Vigano et al. showed that high numbers of CD3+ and CD8+ TILs were associated with higher survival and lower recurrence rates in patients with ICC, and conversely, high numbers of regulatory FOXP3+ TILs were associated with worse prognosis [33]. We and others previously showed that a lower MVD correlated with tumor malignancy in ICC patients who underwent resection [18, 34], and we identified interactions between TILs and tumor angiogenesis as an important component of ICC progression [18]. In the present study, we identified a strong correlation between the LCR and the density of both CD8+ TILs and tumor microvessels.
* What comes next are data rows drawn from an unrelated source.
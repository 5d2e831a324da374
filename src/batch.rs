use serde::Serialize;
use std::fmt;

/// One string headed for translation: its source text and the context
/// comment shown to the model. Carries no identity of its own; the parallel
/// `UnitPath` at the same batch index is the only link back to the catalog.
#[derive(Debug, Clone, Serialize)]
pub struct TranslationUnit {
    pub value: String,
    pub comment: String,
}

/// Address of a localization slot inside the catalog: entry key, target
/// language, and the variation (if the slot belongs to one).
#[derive(Debug, Clone, PartialEq, Eq, Hash)]
pub struct UnitPath {
    pub key: String,
    pub lang: String,
    pub variation: Option<VariationRef>,
}

#[derive(Debug, Clone, PartialEq, Eq, Hash)]
pub struct VariationRef {
    pub key: String,
    pub device: String,
}

impl UnitPath {
    pub fn entry(key: impl Into<String>, lang: impl Into<String>) -> Self {
        Self {
            key: key.into(),
            lang: lang.into(),
            variation: None,
        }
    }

    pub fn variation(
        key: impl Into<String>,
        lang: impl Into<String>,
        variation_key: impl Into<String>,
        device: impl Into<String>,
    ) -> Self {
        Self {
            key: key.into(),
            lang: lang.into(),
            variation: Some(VariationRef {
                key: variation_key.into(),
                device: device.into(),
            }),
        }
    }
}

impl fmt::Display for UnitPath {
    fn fmt(&self, f: &mut fmt::Formatter<'_>) -> fmt::Result {
        match &self.variation {
            Some(variation) => write!(
                f,
                "{} -> {} [{}/{}]",
                self.key, self.lang, variation.key, variation.device
            ),
            None => write!(f, "{} -> {}", self.key, self.lang),
        }
    }
}

/// An ordered group of units submitted in one request. `units` and `paths`
/// are index-aligned and stay that way through the reply.
#[derive(Debug, Clone)]
pub struct TranslationBatch {
    pub units: Vec<TranslationUnit>,
    pub paths: Vec<UnitPath>,
    pub source_lang: String,
    pub target_lang: String,
    pub chunk_index: usize,
    pub chunk_count: usize,
}

impl TranslationBatch {
    pub fn len(&self) -> usize {
        self.units.len()
    }

    pub fn is_empty(&self) -> bool {
        self.units.is_empty()
    }

    /// Reduced batch holding only the given indices, in order. Retries of
    /// partially failed batches go through here; the original batch is
    /// never resubmitted as-is.
    pub fn narrow(&self, indices: &[usize]) -> Self {
        Self {
            units: indices.iter().map(|&i| self.units[i].clone()).collect(),
            paths: indices.iter().map(|&i| self.paths[i].clone()).collect(),
            source_lang: self.source_lang.clone(),
            target_lang: self.target_lang.clone(),
            chunk_index: self.chunk_index,
            chunk_count: self.chunk_count,
        }
    }
}

#[derive(Debug, Clone)]
pub struct TranslationResult {
    pub original: String,
    pub translated: String,
    pub path: UnitPath,
    pub state: String,
    pub error: Option<String>,
}

fn word_count(text: &str) -> usize {
    text.split_whitespace().count()
}

/// Greedy packing under a word budget. The budget is a soft cap: a batch is
/// closed before a unit that would push it over, but a single unit larger
/// than the whole budget still gets a batch of its own. Indices are stamped
/// in a second pass once the total is known.
pub fn chunk_units(
    items: Vec<(TranslationUnit, UnitPath)>,
    words_per_chunk: usize,
    source_lang: &str,
    target_lang: &str,
) -> Vec<TranslationBatch> {
    let mut batches: Vec<TranslationBatch> = Vec::new();
    let mut units = Vec::new();
    let mut paths = Vec::new();
    let mut words = 0usize;

    for (unit, path) in items {
        let unit_words = word_count(&unit.value);
        if !units.is_empty() && words + unit_words > words_per_chunk {
            batches.push(TranslationBatch {
                units: std::mem::take(&mut units),
                paths: std::mem::take(&mut paths),
                source_lang: source_lang.to_string(),
                target_lang: target_lang.to_string(),
                chunk_index: 0,
                chunk_count: 0,
            });
            words = 0;
        }
        words += unit_words;
        units.push(unit);
        paths.push(path);
    }
    if !units.is_empty() {
        batches.push(TranslationBatch {
            units,
            paths,
            source_lang: source_lang.to_string(),
            target_lang: target_lang.to_string(),
            chunk_index: 0,
            chunk_count: 0,
        });
    }

    let total = batches.len();
    for (index, batch) in batches.iter_mut().enumerate() {
        batch.chunk_index = index;
        batch.chunk_count = total;
    }
    batches
}

#[cfg(test)]
mod tests {
    use super::*;

    fn item(value: &str, key: &str) -> (TranslationUnit, UnitPath) {
        (
            TranslationUnit {
                value: value.to_string(),
                comment: String::new(),
            },
            UnitPath::entry(key, "de"),
        )
    }

    #[test]
    fn chunking_preserves_order_and_coverage() {
        let items = vec![
            item("one two three", "a"),
            item("four five", "b"),
            item("six seven eight nine", "c"),
            item("ten", "d"),
        ];
        let expected: Vec<String> = items.iter().map(|(unit, _)| unit.value.clone()).collect();

        let batches = chunk_units(items, 5, "en", "de");

        let flattened: Vec<String> = batches
            .iter()
            .flat_map(|batch| batch.units.iter().map(|unit| unit.value.clone()))
            .collect();
        assert_eq!(flattened, expected);

        let paths: Vec<&UnitPath> = batches.iter().flat_map(|batch| &batch.paths).collect();
        assert_eq!(paths.len(), 4);
        for batch in &batches {
            assert_eq!(batch.units.len(), batch.paths.len());
        }
    }

    #[test]
    fn chunking_respects_budget_except_for_singletons() {
        let items = vec![
            item("a b c", "a"),
            item("d e f", "b"),
            item("one two three four five six seven eight", "c"),
            item("tail", "d"),
        ];

        let batches = chunk_units(items, 6, "en", "de");

        for batch in &batches {
            let words: usize = batch
                .units
                .iter()
                .map(|unit| unit.value.split_whitespace().count())
                .sum();
            if batch.units.len() > 1 {
                assert!(words <= 6, "multi-unit batch of {words} words over budget");
            }
        }
        // The eight-word unit exceeds the budget alone and still ships.
        assert!(
            batches
                .iter()
                .any(|batch| batch.units.len() == 1 && batch.units[0].value.starts_with("one"))
        );
    }

    #[test]
    fn chunk_indices_are_stamped_after_packing() {
        let items = vec![item("a b c", "a"), item("d e f", "b"), item("g h i", "c")];
        let batches = chunk_units(items, 3, "en", "fr");

        assert_eq!(batches.len(), 3);
        for (expected, batch) in batches.iter().enumerate() {
            assert_eq!(batch.chunk_index, expected);
            assert_eq!(batch.chunk_count, 3);
            assert_eq!(batch.source_lang, "en");
            assert_eq!(batch.target_lang, "fr");
        }
    }

    #[test]
    fn empty_input_produces_no_batches() {
        let batches = chunk_units(Vec::new(), 30, "en", "de");
        assert!(batches.is_empty());
    }

    #[test]
    fn narrow_keeps_selected_slots_aligned() {
        let items = vec![item("a", "a"), item("b", "b"), item("c", "c")];
        let batches = chunk_units(items, 30, "en", "de");
        let narrowed = batches[0].narrow(&[0, 2]);

        assert_eq!(narrowed.len(), 2);
        assert_eq!(narrowed.units[0].value, "a");
        assert_eq!(narrowed.units[1].value, "c");
        assert_eq!(narrowed.paths[1], UnitPath::entry("c", "de"));
        assert_eq!(narrowed.chunk_index, batches[0].chunk_index);
    }
}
These findings suggest that the low LCR status in ICC patients, driven by the reduction in CD8+ TILs, is likely to reflect an attenuated anti-tumor response within the TIME. Although we detected a trend towards an inverse correlation between FOXP3+ TILs and LCR, this did not reach the level of statistical significance. The differentiation of regulatory T cells may be induced via cytokines, including transforming growth factor-β or interleukin-2 [35], that are not directly reflected by the LCR. Similarly, PD-L1 expression in ICC cells did not correlate with the LCR. The expression of PD-L1 may be regulated via metabolic [19] or endogenous [36] mechanisms that are unique to tumor cells. Therefore, PD-L1 expression may not be directly associated with a systemic inflammation-based marker under these conditions, which may be responsible for our negative results.

This study has some potential limitations. First, it was a single-center and long-term retrospective study designed to examine prognostic factors influencing OS and RFS. This case series included patients treated with postoperative adjuvant chemotherapy, which might have influenced their long-term outcomes. Second, we did not examine the detailed mechanisms underlying the associations between the TIME and LCR, such as molecular alterations. Finally, other tumor-infiltrating immune cells and factors that affect the outcomes of ICC patients were not investigated, and further work will be necessary to clarify their contributions.

In conclusion, our study demonstrated that low LCR status was an independent prognostic factor and reflected a low anti-tumor immune response in patients with ICC. Measurement of the LCR is routine and can easily be employed for risk stratification in the assessment of ICC patients. The LCR might also have utility as a reflection of the anti-tumor status of the TIME in ICC.